> Records from a dataset:
■ ■ ■ ■ ■

//! OpenAI-compatible chat completions wire format

use serde::Deserialize;
use serde_json::{Value as Json, json};

use super::{ChatMessage, LlmError, LlmReply, Role, Usage};
use crate::domain::tools::{ToolCall, ToolDecl};

const DEFAULT_BASE_URL: &str = "https://api.openai.com/v1";

pub struct OpenAiChat {
    client: reqwest::Client,
    api_key: String,
    model: String,
    base_url: String,
}

impl OpenAiChat {
    pub fn new(api_key: String, model: String, base_url: Option<String>) -> Self {
        Self {
            client: reqwest::Client::new(),
            api_key,
            model,
            base_url: base_url.unwrap_or_else(|| DEFAULT_BASE_URL.to_string()),
        }
    }

    pub fn model(&self) -> &str {
        &self.model
    }

    pub async fn complete(
        &self,
        messages: &[ChatMessage],
        tools: &[ToolDecl],
    ) -> Result<LlmReply, LlmError> {
        let body = build_request(&self.model, messages, tools);
        let response = self
            .client
            .post(format!("{}/chat/completions", self.base_url))
            .bearer_auth(&self.api_key)
            .json(&body)
            .send()
            .await?;

        let status = response.status();
        if status.as_u16() == 429 {
            let message = response.text().await.unwrap_or_default();
            return Err(LlmError::RateLimited(truncate(&message)));
        }
        if !status.is_success() {
            let message = response.text().await.unwrap_or_default();
            return Err(LlmError::Api {
                status: status.as_u16(),
                message: truncate(&message),
            });
        }

        let raw: ChatResponse = response
            .json()
            .await
            .map_err(|e| LlmError::BadResponse(e.to_string()))?;
        parse_response(raw)
    }
}

/// Request body; tool declarations ride along as function definitions
fn build_request(model: &str, messages: &[ChatMessage], tools: &[ToolDecl]) -> Json {
    let messages: Vec<Json> = messages.iter().map(encode_message).collect();
    let tools: Vec<Json> = tools
        .iter()
        .map(|t| {
            json!({
                "type": "function",
                "function": {
                    "name": t.name,
                    "description": t.description,
                    "parameters": t.parameters,
                }
            })
        })
        .collect();

    json!({
        "model": model,
        "messages": messages,
        "tools": tools,
        "temperature": 0,
    })
}

fn encode_message(message: &ChatMessage) -> Json {
    match message.role {
        Role::System => json!({"role": "system", "content": message.content}),
        Role::User => json!({"role": "user", "content": message.content}),
        Role::Assistant => {
            let mut encoded = json!({"role": "assistant", "content": message.content});
            if !message.tool_calls.is_empty() {
                encoded["tool_calls"] = Json::Array(
                    message
                        .tool_calls
                        .iter()
                        .map(|c| {
                            json!({
                                "id": c.call_id,
                                "type": "function",
                                "function": {
                                    "name": c.name,
                                    "arguments": c.args.to_string(),
                                }
                            })
                        })
                        .collect(),
                );
            }
            encoded
        }
        Role::Tool => json!({
            "role": "tool",
            "tool_call_id": message.tool_call_id,
            "content": message.content,
        }),
    }
}

#[derive(Debug, Deserialize)]
struct ChatResponse {
    #[serde(default)]
    choices: Vec<Choice>,
    #[serde(default)]
    usage: Option<WireUsage>,
}

#[derive(Debug, Deserialize)]
struct Choice {
    message: WireMessage,
}

#[derive(Debug, Deserialize)]
struct WireMessage {
    #[serde(default)]
    content: Option<String>,
    #[serde(default)]
    tool_calls: Vec<WireToolCall>,
}

#[derive(Debug, Deserialize)]
struct WireToolCall {
    id: String,
    function: WireFunction,
}

#[derive(Debug, Deserialize)]
struct WireFunction {
    name: String,
    /// JSON-encoded argument object
    arguments: String,
}

#[derive(Debug, Deserialize)]
struct WireUsage {
    #[serde(default)]
    prompt_tokens: u64,
    #[serde(default)]
    completion_tokens: u64,
}

fn parse_response(raw: ChatResponse) -> Result<LlmReply, LlmError> {
    let choice = raw
        .choices
        .into_iter()
        .next()
        .ok_or_else(|| LlmError::BadResponse("response carried no choices".into()))?;

    let tool_calls: Vec<ToolCall> = choice
        .message
        .tool_calls
        .into_iter()
        .map(|c| {
            // Invalid argument JSON flows through as null and fails argument
            // validation downstream, where the model can correct it.
            let args = serde_json::from_str(&c.function.arguments).unwrap_or(Json::Null);
            ToolCall {
                call_id: c.id,
                name: c.function.name,
                args,
            }
        })
        .collect();

    let usage = raw
        .usage
        .map(|u| Usage {
            input_tokens: u.prompt_tokens,
            output_tokens: u.completion_tokens,
        })
        .unwrap_or_default();

    Ok(LlmReply {
        text: choice.message.content.unwrap_or_default(),
        tool_calls,
        usage,
    })
}

fn truncate(message: &str) -> String {
    const MAX: usize = 300;
    if message.len() <= MAX {
        message.to_string()
    } else {
        let mut end = MAX;
        while !message.is_char_boundary(end) {
            end -= 1;
        }
        format!("{}…", &message[..end])
    }
}

#[cfg(test)]
mod tests {
    use super::*;
    use crate::domain::tools::declarations;

    #[test]
    fn request_carries_tools_and_zero_temperature() {
        let messages = vec![
            ChatMessage::system("be useful"),
            ChatMessage::user("total returns?"),
        ];
        let body = build_request("gpt-4o-mini", &messages, declarations());

        assert_eq!(body["model"], "gpt-4o-mini");
        assert_eq!(body["temperature"], 0);
        assert_eq!(body["messages"][0]["role"], "system");
        assert_eq!(body["tools"].as_array().unwrap().len(), 6);
        assert_eq!(body["tools"][0]["type"], "function");
        assert_eq!(body["tools"][3]["function"]["name"], "run_query");
    }

    #[test]
    fn assistant_tool_calls_round_trip_as_strings() {
        let call = ToolCall {
            call_id: "call_1".into(),
            name: "run_query".into(),
            args: json!({"dataset_id": "ds_1"}),
        };
        let encoded = encode_message(&ChatMessage::assistant("", vec![call]));
        assert_eq!(
            encoded["tool_calls"][0]["function"]["arguments"],
            "{\"dataset_id\":\"ds_1\"}"
        );
    }

    #[test]
    fn tool_result_message_carries_call_id() {
        let encoded = encode_message(&ChatMessage::tool_result("call_9", &json!({"rows": []})));
        assert_eq!(encoded["role"], "tool");
        assert_eq!(encoded["tool_call_id"], "call_9");
    }

    #[test]
    fn parses_tool_call_response() {
        let raw: ChatResponse = serde_json::from_value(json!({
            "choices": [{
                "message": {
                    "content": null,
                    "tool_calls": [{
                        "id": "call_abc",
                        "type": "function",
                        "function": {
                            "name": "get_schema",
                            "arguments": "{\"dataset_id\": \"ds_1\"}"
                        }
                    }]
                }
            }],
            "usage": {"prompt_tokens": 320, "completion_tokens": 18}
        }))
        .unwrap();

        let reply = parse_response(raw).unwrap();
        assert!(!reply.is_answer());
        assert_eq!(reply.tool_calls[0].name, "get_schema");
        assert_eq!(reply.tool_calls[0].args["dataset_id"], "ds_1");
        assert_eq!(reply.usage.input_tokens, 320);
        assert_eq!(reply.usage.output_tokens, 18);
    }

    #[test]
    fn parses_terminal_answer() {
        let raw: ChatResponse = serde_json::from_value(json!({
            "choices": [{"message": {"content": "Total returns: 22"}}],
            "usage": {"prompt_tokens": 500, "completion_tokens": 10}
        }))
        .unwrap();
        let reply = parse_response(raw).unwrap();
        assert!(reply.is_answer());
        assert_eq!(reply.text, "Total returns: 22");
    }

    #[test]
    fn invalid_argument_json_degrades_to_null() {
        let raw: ChatResponse = serde_json::from_value(json!({
            "choices": [{
                "message": {
                    "tool_calls": [{
                        "id": "c",
                        "function": {"name": "run_query", "arguments": "{not json"}
                    }]
                }
            }]
        }))
        .unwrap();
        let reply = parse_response(raw).unwrap();
        assert_eq!(reply.tool_calls[0].args, Json::Null);
    }

    #[test]
    fn empty_choices_is_a_bad_response() {
        let raw: ChatResponse = serde_json::from_value(json!({"choices": []})).unwrap();
        assert!(matches!(
            parse_response(raw),
            Err(LlmError::BadResponse(_))
        ));
    }
}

■ ■ ■ ■ ■

Search the data for "mini". Copy every line that has it.

        let body = build_request("gpt-4o-mini", &messages, declarations());
        assert_eq!(body["model"], "gpt-4o-mini");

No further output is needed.